* [Task instructions]:
Search the listing for the string "InMemorySearchIndex" and copy every line that contains it.

Segment Open

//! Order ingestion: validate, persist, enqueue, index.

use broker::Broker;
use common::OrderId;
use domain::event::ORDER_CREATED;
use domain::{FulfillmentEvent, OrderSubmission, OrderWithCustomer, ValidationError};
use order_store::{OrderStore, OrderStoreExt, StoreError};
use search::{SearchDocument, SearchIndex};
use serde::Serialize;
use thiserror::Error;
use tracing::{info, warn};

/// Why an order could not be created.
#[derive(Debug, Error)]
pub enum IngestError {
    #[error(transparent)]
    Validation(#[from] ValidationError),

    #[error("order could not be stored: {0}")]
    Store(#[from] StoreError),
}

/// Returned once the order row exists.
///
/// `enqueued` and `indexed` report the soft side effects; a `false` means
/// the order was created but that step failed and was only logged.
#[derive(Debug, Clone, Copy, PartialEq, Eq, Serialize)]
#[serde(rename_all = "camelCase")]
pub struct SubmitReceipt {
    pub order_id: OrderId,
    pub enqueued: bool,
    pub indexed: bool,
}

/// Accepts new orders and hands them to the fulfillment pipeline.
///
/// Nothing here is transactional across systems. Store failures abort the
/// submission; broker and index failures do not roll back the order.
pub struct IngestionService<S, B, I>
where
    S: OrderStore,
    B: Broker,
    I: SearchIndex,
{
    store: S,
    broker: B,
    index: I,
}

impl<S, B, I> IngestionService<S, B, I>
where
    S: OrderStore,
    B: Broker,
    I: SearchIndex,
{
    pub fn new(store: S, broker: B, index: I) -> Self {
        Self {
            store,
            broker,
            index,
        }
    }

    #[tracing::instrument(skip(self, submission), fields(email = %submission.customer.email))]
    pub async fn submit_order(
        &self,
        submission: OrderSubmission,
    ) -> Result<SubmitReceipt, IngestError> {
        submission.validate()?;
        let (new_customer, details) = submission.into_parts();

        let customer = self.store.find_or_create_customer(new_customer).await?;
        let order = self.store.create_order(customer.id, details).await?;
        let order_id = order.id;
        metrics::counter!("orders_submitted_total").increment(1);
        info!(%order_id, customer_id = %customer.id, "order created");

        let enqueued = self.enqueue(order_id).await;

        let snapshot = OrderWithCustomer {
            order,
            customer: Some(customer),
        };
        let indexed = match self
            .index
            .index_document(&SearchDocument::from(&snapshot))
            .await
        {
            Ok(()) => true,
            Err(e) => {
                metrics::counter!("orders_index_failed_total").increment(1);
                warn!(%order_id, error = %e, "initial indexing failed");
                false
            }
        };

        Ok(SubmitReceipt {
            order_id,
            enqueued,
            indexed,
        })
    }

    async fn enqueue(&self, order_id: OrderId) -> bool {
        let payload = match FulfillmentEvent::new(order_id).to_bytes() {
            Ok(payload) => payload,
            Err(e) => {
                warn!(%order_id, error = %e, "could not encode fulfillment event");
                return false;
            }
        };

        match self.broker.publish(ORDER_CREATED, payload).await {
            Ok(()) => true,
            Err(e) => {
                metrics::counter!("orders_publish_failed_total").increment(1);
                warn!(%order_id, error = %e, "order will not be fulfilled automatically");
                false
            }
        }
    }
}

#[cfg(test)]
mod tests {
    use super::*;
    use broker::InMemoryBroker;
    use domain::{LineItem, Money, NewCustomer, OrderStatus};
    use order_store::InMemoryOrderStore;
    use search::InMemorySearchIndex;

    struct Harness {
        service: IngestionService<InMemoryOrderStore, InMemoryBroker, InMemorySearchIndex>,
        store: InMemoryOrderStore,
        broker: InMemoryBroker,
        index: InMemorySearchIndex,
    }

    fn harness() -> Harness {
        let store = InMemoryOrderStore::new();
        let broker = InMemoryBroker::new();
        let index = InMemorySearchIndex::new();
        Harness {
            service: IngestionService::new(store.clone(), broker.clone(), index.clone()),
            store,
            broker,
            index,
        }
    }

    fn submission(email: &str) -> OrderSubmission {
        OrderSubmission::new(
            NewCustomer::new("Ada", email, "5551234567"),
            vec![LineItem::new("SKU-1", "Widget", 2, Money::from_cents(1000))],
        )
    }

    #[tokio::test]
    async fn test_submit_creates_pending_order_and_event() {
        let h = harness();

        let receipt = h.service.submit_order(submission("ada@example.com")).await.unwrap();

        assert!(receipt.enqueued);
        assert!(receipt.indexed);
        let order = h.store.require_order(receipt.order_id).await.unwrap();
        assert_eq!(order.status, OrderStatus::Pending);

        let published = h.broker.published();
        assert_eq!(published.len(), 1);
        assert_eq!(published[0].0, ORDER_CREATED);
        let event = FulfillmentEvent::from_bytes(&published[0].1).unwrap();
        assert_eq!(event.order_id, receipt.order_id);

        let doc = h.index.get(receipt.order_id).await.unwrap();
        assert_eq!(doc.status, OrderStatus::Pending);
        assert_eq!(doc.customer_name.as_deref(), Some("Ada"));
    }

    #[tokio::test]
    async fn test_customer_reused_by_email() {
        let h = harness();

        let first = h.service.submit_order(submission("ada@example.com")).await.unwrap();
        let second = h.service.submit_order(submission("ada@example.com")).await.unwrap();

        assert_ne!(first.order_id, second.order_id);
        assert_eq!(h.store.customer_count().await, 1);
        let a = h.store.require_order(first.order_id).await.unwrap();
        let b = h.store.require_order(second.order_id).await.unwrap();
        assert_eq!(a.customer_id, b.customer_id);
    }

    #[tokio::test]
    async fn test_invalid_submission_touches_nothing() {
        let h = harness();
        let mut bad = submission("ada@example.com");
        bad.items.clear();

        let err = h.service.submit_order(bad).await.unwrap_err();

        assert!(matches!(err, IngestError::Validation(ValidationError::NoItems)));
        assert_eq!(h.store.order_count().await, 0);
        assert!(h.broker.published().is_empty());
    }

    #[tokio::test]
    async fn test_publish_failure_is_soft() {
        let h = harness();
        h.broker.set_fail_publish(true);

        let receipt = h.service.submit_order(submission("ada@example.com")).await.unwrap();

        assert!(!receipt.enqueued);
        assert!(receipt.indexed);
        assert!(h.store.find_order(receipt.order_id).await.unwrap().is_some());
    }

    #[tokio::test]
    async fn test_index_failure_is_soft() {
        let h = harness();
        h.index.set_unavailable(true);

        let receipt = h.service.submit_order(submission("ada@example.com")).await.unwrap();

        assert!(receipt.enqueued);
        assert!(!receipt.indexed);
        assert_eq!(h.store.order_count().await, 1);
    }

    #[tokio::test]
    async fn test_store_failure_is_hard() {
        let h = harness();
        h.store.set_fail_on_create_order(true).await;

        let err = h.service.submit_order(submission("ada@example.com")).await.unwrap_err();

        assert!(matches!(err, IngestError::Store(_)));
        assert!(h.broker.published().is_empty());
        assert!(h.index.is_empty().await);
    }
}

Segment Closed
Segment Open

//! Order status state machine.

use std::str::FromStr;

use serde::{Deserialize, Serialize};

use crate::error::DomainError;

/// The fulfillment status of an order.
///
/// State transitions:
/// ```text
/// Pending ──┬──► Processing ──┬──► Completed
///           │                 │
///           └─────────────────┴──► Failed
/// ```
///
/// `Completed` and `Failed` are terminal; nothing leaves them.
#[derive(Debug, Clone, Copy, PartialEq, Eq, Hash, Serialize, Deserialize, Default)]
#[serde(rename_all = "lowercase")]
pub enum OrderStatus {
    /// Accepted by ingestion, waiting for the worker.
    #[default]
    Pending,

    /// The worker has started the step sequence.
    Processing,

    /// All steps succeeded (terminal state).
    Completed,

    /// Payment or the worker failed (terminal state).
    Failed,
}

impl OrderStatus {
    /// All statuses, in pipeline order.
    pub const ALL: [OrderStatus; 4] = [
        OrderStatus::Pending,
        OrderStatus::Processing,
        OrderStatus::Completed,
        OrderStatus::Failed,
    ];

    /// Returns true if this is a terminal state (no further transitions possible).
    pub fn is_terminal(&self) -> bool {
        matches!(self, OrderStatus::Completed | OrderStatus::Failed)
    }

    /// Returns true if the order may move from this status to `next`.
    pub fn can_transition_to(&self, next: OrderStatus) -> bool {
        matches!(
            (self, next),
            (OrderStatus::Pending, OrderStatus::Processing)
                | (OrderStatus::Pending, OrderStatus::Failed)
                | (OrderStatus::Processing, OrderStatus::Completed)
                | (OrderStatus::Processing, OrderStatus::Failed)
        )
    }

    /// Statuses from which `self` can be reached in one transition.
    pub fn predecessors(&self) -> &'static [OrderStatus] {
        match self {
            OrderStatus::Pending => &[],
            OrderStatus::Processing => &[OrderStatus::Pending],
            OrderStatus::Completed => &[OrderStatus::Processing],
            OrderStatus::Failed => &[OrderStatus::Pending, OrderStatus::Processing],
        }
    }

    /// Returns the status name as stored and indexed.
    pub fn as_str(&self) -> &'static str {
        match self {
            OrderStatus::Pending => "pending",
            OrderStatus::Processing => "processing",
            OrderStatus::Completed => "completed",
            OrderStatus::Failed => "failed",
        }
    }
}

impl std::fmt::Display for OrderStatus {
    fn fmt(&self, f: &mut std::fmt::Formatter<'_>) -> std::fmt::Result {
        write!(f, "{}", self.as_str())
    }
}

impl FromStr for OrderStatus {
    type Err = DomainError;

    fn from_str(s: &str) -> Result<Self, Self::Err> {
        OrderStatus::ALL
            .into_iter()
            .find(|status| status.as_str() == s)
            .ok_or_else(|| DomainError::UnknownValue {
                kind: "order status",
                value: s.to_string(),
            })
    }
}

Segment Closed

* [Exercise solution]:
    use search::InMemorySearchIndex;
        service: IngestionService<InMemoryOrderStore, InMemoryBroker, InMemorySearchIndex>,
        index: InMemorySearchIndex,
        let index = InMemorySearchIndex::new();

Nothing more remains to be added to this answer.